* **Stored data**
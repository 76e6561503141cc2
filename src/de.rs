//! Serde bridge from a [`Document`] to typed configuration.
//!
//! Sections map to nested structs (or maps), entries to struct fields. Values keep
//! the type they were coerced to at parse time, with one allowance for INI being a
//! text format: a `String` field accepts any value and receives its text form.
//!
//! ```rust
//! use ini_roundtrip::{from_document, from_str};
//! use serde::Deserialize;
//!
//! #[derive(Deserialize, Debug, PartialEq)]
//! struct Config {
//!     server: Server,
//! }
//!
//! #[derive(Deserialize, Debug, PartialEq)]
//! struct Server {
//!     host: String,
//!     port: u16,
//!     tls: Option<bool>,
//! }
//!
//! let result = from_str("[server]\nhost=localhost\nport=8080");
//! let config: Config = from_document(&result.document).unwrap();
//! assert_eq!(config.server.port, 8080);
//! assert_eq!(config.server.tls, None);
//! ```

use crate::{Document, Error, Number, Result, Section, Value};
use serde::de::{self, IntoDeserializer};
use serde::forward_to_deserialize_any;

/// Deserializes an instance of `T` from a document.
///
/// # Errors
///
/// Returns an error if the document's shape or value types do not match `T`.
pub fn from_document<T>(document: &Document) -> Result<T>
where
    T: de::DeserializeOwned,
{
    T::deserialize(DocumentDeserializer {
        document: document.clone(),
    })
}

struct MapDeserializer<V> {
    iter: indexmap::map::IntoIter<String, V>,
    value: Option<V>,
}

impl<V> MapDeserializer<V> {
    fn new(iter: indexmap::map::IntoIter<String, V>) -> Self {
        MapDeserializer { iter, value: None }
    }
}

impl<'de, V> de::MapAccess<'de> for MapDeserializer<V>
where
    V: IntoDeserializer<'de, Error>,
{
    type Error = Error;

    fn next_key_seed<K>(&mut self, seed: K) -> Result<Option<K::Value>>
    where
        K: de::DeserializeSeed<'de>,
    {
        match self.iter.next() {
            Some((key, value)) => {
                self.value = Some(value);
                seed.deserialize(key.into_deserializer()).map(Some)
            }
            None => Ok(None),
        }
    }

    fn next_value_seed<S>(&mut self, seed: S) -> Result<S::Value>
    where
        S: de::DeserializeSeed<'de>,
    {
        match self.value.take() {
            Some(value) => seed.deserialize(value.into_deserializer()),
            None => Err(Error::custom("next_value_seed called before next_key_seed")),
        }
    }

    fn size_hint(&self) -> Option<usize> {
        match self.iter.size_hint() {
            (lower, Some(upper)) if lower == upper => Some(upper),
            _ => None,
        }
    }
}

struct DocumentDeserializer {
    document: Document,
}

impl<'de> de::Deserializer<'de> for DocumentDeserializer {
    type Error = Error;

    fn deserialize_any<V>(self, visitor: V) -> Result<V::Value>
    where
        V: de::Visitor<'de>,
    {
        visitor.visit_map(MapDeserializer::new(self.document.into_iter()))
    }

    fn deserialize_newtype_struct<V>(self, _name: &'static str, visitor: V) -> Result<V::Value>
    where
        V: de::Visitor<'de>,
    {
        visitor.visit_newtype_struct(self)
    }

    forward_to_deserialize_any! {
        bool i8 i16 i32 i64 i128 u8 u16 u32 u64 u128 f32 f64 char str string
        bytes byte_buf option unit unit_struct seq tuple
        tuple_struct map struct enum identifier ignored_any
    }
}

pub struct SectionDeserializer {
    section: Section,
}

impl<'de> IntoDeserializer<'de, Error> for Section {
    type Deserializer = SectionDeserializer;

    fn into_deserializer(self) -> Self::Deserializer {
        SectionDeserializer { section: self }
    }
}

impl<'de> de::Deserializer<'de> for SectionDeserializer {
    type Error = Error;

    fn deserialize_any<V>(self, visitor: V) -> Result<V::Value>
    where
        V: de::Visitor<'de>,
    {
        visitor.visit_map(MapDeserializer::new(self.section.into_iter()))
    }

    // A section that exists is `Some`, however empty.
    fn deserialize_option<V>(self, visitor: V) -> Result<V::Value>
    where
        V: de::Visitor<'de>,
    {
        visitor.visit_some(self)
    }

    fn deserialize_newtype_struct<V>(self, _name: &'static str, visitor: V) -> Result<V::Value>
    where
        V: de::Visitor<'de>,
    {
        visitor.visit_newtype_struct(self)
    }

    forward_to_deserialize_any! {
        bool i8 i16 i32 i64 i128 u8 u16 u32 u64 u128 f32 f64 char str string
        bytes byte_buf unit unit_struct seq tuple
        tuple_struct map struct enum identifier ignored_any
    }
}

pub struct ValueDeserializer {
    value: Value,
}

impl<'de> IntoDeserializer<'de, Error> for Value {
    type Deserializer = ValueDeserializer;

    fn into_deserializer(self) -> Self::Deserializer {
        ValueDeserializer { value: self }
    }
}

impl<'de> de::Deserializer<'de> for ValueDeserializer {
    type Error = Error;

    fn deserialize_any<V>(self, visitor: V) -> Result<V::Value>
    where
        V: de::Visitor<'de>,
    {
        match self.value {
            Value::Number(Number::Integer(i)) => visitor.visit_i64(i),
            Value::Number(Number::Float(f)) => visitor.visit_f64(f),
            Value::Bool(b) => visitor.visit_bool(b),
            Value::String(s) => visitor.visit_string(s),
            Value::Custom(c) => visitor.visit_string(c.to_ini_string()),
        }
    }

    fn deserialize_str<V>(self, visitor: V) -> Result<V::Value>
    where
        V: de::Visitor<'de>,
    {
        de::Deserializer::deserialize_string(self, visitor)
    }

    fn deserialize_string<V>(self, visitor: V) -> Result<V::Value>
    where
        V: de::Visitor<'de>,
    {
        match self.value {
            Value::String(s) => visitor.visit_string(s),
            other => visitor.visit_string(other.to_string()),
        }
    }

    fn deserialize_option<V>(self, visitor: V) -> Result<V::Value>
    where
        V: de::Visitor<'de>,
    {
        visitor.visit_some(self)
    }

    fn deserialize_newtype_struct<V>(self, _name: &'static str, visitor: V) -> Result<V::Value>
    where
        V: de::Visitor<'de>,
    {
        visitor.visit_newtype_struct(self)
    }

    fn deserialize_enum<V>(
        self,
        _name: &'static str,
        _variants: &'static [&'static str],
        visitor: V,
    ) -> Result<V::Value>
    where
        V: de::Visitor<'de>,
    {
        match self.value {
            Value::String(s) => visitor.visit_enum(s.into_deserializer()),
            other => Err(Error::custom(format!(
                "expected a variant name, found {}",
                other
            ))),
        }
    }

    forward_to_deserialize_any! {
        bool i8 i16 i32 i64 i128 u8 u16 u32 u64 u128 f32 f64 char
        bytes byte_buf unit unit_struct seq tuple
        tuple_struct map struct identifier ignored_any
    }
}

* **Requirement**
Scan the records for the word "Number", and copy each line where it is found.

* **Answer to the exercise**
use crate::{Document, Error, Number, Result, Section, Value};
            Value::Number(Number::Integer(i)) => visitor.visit_i64(i),
            Value::Number(Number::Float(f)) => visitor.visit_f64(f),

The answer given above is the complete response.